Rolf entschied sich kurzfristig, einen vor uns herschleichenden Reisebus zu überholen. Der Passat rappelte und dröhnte verzweifelt, als ihm wieder einmal alles abverlangt wurde.
Die entgegenkommenden Scheinwerfer wurden größer und heller.
Wir waren genau neben dem Bus und schoben uns nur sehr langsam vorbei.
Die entgegenkommenden Scheinwerfer wurden immer größer und immer heller.
Rolf zündete seine Zigarette nicht an, behielt sie aber im Mund.
Meine Augen traten langsam, ganz langsam, aus ihren Höhlen.

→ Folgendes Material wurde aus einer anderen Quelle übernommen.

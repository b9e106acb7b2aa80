//! Configuration handling for .sift/config.json

use std::path::{Path, PathBuf};

use serde::{Deserialize, Serialize};

use crate::{
    DEFAULT_CLASSIFIER, DEFAULT_MODEL, DEFAULT_THRESHOLD, DEFAULT_TOP_K, Result, SiftError,
    discover,
};

/// Path components containing any of these (case-insensitive) are never indexed.
const EXCLUDED_PATTERNS: &[&str] = &[
    // Python environments & packages
    "venv", ".venv", "env", ".env", "__pycache__", "site-packages", "dist-packages", ".eggs",
    "egg-info",
    // JavaScript/Node
    "node_modules", ".npm", ".yarn", "bower_components",
    // Version control
    ".git", ".svn", ".hg", ".bzr",
    // IDEs & editors
    ".idea", ".vscode", ".vs", ".eclipse", ".settings",
    // Build & distribution
    "build", "dist", "__MACOSX", ".gradle", "target", "out", "bin", "obj",
    // Cache & temp
    ".cache", ".tmp", "temp", "tmp", ".pytest_cache", ".mypy_cache", ".tox",
    // System
    "$RECYCLE.BIN", "System Volume Information", "Thumbs.db", ".DS_Store", "desktop.ini",
];

const EXCLUDED_EXTENSIONS: &[&str] = &[
    "pyc", "pyo", "pyd", "so", "dll", "o", "obj", "exe", "bin", "class", "jar", "war", "res",
    "voucher", "dat", "lnk", "azw", "mbpV2", "phl",
];

const POSITIVE_EXTENSIONS: &[&str] = &[
    // Documents
    "pdf", "doc", "docx", "xls", "xlsx", "ppt", "pptx", "txt", "md", "rst", "csv",
    // Data & config
    "json", "xml", "yaml", "yml",
    // Code
    "py", "js", "ts", "html", "css", "java", "cpp", "c", "h", "go", "rs", "rb", "php", "sql",
    "sh", "bat", "ps1",
    // Media
    "jpg", "jpeg", "png", "gif", "svg", "mp4", "mp3",
    // Archives
    "zip", "rar", "7z", "tar", "gz",
];

const POSITIVE_NAMES: &[&str] = &[
    "readme", "license", "changelog", "config", "settings", "todo", "notes", "docs",
    "documentation", "guide", "main", "index", "app", "application", "project",
];

const POSITIVE_FOLDERS: &[&str] = &[
    "documents", "desktop", "downloads", "projects", "work", "pictures", "photos", "images",
    "videos", "music", "src", "source", "lib", "scripts", "tools",
];

/// Configuration stored in .sift/config.json
#[derive(Debug, Clone, Serialize, Deserialize)]
pub struct Config {
    /// Embedding model name (fastembed model ID)
    #[serde(default = "default_model")]
    pub model: String,

    /// Directory to index (default: the directory containing .sift)
    #[serde(default)]
    pub search_root: Option<PathBuf>,

    /// Absolute paths whose whole subtree is never indexed
    #[serde(default)]
    pub excluded_paths: Vec<PathBuf>,

    /// Substrings that exclude any path component containing them
    #[serde(default = "default_excluded_patterns")]
    pub excluded_patterns: Vec<String>,

    /// File extensions that are never indexed
    #[serde(default = "default_excluded_extensions")]
    pub excluded_extensions: Vec<String>,

    /// Classifier strategy name
    #[serde(default = "default_classifier")]
    pub classifier: String,

    /// Minimum heuristic score for a path to be indexed
    #[serde(default = "default_threshold")]
    pub relevance_threshold: f32,

    /// Extensions that raise a path's score
    #[serde(default = "default_positive_extensions")]
    pub positive_extensions: Vec<String>,

    /// File stems that raise a path's score
    #[serde(default = "default_positive_names")]
    pub positive_names: Vec<String>,

    /// Folder names that raise the score of everything beneath them
    #[serde(default = "default_positive_folders")]
    pub positive_folders: Vec<String>,

    /// Number of results returned by a search
    #[serde(default = "default_top_k")]
    pub top_k: usize,

    /// Drop cached entries whose path no longer exists when the cache is loaded
    #[serde(default)]
    pub prune_missing: bool,

    /// Show a progress bar while the model downloads
    #[serde(default = "default_true")]
    pub show_download_progress: bool,
}

fn default_model() -> String {
    DEFAULT_MODEL.to_string()
}

fn default_classifier() -> String {
    DEFAULT_CLASSIFIER.to_string()
}

fn default_threshold() -> f32 {
    DEFAULT_THRESHOLD
}

fn default_top_k() -> usize {
    DEFAULT_TOP_K
}

fn default_true() -> bool {
    true
}

fn to_strings(items: &[&str]) -> Vec<String> {
    items.iter().map(|s| s.to_string()).collect()
}

fn default_excluded_patterns() -> Vec<String> {
    to_strings(EXCLUDED_PATTERNS)
}

fn default_excluded_extensions() -> Vec<String> {
    to_strings(EXCLUDED_EXTENSIONS)
}

fn default_positive_extensions() -> Vec<String> {
    to_strings(POSITIVE_EXTENSIONS)
}

fn default_positive_names() -> Vec<String> {
    to_strings(POSITIVE_NAMES)
}

fn default_positive_folders() -> Vec<String> {
    to_strings(POSITIVE_FOLDERS)
}

impl Default for Config {
    fn default() -> Self {
        Self {
            model: default_model(),
            search_root: None,
            excluded_paths: Vec::new(),
            excluded_patterns: default_excluded_patterns(),
            excluded_extensions: default_excluded_extensions(),
            classifier: default_classifier(),
            relevance_threshold: default_threshold(),
            positive_extensions: default_positive_extensions(),
            positive_names: default_positive_names(),
            positive_folders: default_positive_folders(),
            top_k: default_top_k(),
            prune_missing: false,
            show_download_progress: true,
        }
    }
}

impl Config {
    /// Load config from the .sift directory.
    pub fn load(root: &Path) -> Result<Self> {
        let path = discover::config_path(root);
        let config: Self = if path.exists() {
            let content = std::fs::read_to_string(&path)?;
            serde_json::from_str(&content)?
        } else {
            Self::default()
        };
        config.validate()?;
        Ok(config)
    }

    /// Save config to the .sift directory.
    pub fn save(&self, root: &Path) -> Result<()> {
        let path = discover::config_path(root);
        let content = serde_json::to_string_pretty(self)?;
        std::fs::write(path, content)?;
        Ok(())
    }

    /// Reject values no component can work with.
    pub fn validate(&self) -> Result<()> {
        if !(0.0..=1.0).contains(&self.relevance_threshold) {
            return Err(SiftError::Config(format!(
                "relevance_threshold must be within [0, 1], got {}",
                self.relevance_threshold
            )));
        }
        if self.top_k == 0 {
            return Err(SiftError::Config("top_k must be at least 1".to_string()));
        }
        Ok(())
    }

    /// The directory that gets crawled, resolved against the repository root.
    pub fn search_root(&self, root: &Path) -> PathBuf {
        match &self.search_root {
            Some(path) if path.is_absolute() => path.clone(),
            Some(path) => root.join(path),
            None => root.to_path_buf(),
        }
    }
}

#[cfg(test)]
mod tests {
    use super::*;

    #[test]
    fn empty_file_yields_defaults() {
        let config: Config = serde_json::from_str("{}").unwrap();
        assert_eq!(config.model, DEFAULT_MODEL);
        assert_eq!(config.classifier, "heuristic");
        assert_eq!(config.top_k, 5);
        assert!(!config.prune_missing);
        assert!(config.excluded_patterns.iter().any(|p| p == "node_modules"));
    }

    #[test]
    fn partial_file_overrides_only_named_fields() {
        let config: Config =
            serde_json::from_str(r#"{"top_k": 12, "excluded_patterns": ["secret"]}"#).unwrap();
        assert_eq!(config.top_k, 12);
        assert_eq!(config.excluded_patterns, vec!["secret".to_string()]);
        assert!(!config.positive_folders.is_empty());
    }

    #[test]
    fn validate_rejects_out_of_range_values() {
        let mut config = Config::default();
        config.relevance_threshold = 1.5;
        assert!(matches!(config.validate(), Err(SiftError::Config(_))));

        let mut config = Config::default();
        config.top_k = 0;
        assert!(config.validate().is_err());
    }

    #[test]
    fn relative_search_root_resolves_against_repo_root() {
        let mut config = Config::default();
        let root = Path::new("/home/alice");
        assert_eq!(config.search_root(root), root);

        config.search_root = Some(PathBuf::from("Documents"));
        assert_eq!(config.search_root(root), Path::new("/home/alice/Documents"));
    }

    #[test]
    fn save_then_load() {
        let temp = tempfile::Builder::new().prefix("sift-config").tempdir().unwrap();
        std::fs::create_dir_all(discover::sift_dir(temp.path())).unwrap();

        let mut config = Config::default();
        config.relevance_threshold = 0.7;
        config.save(temp.path()).unwrap();

        let loaded = Config::load(temp.path()).unwrap();
        assert_eq!(loaded.relevance_threshold, 0.7);
    }
}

Ich hörte wie ich irgendwelche Laute von mir gab.
Rolf antwortete nicht. Der war vollauf damit beschäftigt, das Gaspedal durch das Bodenblech zu treten.
Das passt nicht!
Das passt im Leben nicht!
Das würde nur passen, wenn der Bus neben uns und der Entgegenkommende ordentlich in die Bremsen gehen würde.
Die Eindrücke, die meine Fingernägel im Armaturenbrett hinterließen, kann man heute noch bewundern.
Mit einem gewagten Schlenker quetschte uns Rolf vor den Reisebus. Dessen Fahrer entfachte ein wildes Hupkonzert und betätigte die Lichthupe wie ein durchgeknallter Flipperspieler. Der entgegenkommende Bus hatte fast bis zum Stillstand abgebremst.
Rolf suchte wieder nach seinem Feuerzeug.
„Knapp ...!“, verkündete er trocken.
„Echt..?“. Mehr viel mir nicht ein.
Damit war unser Kontingent an Schutzengeln plötzlich deutlich geschrumpft. Und wir waren noch nicht einmal angekommen.
Da werden wir wohl eineTagestour auslassen müssen. Man soll sein Blatt nicht überreizen.